(RECORDS SUPPLIED):
-*-

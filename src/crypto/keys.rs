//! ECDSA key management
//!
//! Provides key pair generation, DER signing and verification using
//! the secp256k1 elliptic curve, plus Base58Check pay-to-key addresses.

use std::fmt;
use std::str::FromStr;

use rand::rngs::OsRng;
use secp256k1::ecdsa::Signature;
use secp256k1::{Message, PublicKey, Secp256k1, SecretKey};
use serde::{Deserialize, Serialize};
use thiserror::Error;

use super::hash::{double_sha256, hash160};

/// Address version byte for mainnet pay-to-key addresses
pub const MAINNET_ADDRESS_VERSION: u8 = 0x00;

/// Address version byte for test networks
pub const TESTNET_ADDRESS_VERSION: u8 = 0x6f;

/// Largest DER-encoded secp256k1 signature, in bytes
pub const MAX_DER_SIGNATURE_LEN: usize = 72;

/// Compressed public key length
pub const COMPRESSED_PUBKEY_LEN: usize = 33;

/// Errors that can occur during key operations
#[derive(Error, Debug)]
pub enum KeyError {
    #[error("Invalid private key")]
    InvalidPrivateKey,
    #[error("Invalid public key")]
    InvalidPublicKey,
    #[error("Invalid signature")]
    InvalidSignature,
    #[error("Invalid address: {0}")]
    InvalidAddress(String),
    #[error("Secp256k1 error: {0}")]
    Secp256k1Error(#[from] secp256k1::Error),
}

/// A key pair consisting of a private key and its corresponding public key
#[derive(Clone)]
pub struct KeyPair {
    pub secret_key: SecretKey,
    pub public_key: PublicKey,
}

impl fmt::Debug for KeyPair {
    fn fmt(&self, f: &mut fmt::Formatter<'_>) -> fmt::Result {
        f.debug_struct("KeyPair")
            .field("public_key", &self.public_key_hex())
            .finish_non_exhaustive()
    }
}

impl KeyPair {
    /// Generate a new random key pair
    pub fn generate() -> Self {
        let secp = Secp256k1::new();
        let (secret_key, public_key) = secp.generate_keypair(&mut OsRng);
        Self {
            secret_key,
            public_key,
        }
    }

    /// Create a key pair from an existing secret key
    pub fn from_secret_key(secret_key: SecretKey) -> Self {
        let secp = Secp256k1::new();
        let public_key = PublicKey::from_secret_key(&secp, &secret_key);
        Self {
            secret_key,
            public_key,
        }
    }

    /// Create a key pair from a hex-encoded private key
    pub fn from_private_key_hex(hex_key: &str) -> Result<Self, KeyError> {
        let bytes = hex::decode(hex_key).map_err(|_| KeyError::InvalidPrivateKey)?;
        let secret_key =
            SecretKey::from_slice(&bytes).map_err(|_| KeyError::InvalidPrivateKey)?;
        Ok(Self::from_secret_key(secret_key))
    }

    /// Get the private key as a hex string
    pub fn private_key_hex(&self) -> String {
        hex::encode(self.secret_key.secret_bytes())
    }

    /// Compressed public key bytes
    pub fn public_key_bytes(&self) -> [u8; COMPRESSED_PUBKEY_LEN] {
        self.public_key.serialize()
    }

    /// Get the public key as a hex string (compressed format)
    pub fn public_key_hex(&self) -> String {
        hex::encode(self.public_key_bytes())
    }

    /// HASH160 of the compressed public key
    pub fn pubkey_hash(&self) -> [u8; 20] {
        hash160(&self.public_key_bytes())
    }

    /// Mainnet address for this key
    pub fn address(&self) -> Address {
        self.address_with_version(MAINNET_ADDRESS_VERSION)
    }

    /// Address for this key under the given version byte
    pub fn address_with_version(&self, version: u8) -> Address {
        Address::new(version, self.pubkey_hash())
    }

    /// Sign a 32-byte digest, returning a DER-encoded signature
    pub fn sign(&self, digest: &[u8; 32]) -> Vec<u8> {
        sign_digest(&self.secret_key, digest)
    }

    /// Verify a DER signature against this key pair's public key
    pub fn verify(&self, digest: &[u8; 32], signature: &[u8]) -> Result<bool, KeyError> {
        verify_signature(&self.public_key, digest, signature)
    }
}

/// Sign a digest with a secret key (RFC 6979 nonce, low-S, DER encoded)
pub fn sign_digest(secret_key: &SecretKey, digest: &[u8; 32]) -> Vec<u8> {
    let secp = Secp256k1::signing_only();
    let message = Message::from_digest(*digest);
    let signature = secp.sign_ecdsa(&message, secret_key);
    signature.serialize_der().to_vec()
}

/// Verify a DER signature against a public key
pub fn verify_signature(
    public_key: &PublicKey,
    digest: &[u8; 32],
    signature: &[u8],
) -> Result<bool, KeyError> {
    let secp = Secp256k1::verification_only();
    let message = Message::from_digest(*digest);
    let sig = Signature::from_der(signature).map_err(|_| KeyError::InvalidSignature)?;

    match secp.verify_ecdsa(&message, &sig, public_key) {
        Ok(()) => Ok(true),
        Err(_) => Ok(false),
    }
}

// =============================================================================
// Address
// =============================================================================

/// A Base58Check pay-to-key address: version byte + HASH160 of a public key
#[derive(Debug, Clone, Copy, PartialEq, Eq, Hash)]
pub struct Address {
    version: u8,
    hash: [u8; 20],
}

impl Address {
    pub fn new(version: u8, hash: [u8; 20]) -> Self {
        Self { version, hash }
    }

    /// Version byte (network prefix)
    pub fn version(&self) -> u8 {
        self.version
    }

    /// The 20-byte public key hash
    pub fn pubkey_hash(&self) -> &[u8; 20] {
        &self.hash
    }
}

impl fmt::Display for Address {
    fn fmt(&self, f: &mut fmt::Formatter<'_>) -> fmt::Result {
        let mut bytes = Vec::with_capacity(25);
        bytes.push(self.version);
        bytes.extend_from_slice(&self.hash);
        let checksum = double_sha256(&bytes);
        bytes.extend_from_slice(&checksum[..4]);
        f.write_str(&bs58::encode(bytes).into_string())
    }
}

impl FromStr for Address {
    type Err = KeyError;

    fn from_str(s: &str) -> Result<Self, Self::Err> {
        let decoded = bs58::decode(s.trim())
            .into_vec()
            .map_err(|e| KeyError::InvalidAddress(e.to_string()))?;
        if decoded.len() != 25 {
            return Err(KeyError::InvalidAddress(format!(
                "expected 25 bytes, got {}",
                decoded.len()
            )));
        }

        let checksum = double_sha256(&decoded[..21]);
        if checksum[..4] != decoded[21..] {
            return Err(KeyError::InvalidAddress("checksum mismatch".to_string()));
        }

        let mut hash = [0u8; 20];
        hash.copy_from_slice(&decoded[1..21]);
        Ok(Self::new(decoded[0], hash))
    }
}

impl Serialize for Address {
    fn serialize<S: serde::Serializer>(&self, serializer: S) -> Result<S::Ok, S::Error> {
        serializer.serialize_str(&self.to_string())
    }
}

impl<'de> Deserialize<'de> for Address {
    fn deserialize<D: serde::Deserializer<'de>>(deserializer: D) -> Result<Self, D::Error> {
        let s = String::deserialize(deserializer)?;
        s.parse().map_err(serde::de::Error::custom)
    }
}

-*-

(WHAT IS REQUIRED): Pull every line with the word "InvalidAddress" from the data.

(ANSWER SECTION):
    InvalidAddress(String),
            .map_err(|e| KeyError::InvalidAddress(e.to_string()))?;
            return Err(KeyError::InvalidAddress(format!(
            return Err(KeyError::InvalidAddress("checksum mismatch".to_string()));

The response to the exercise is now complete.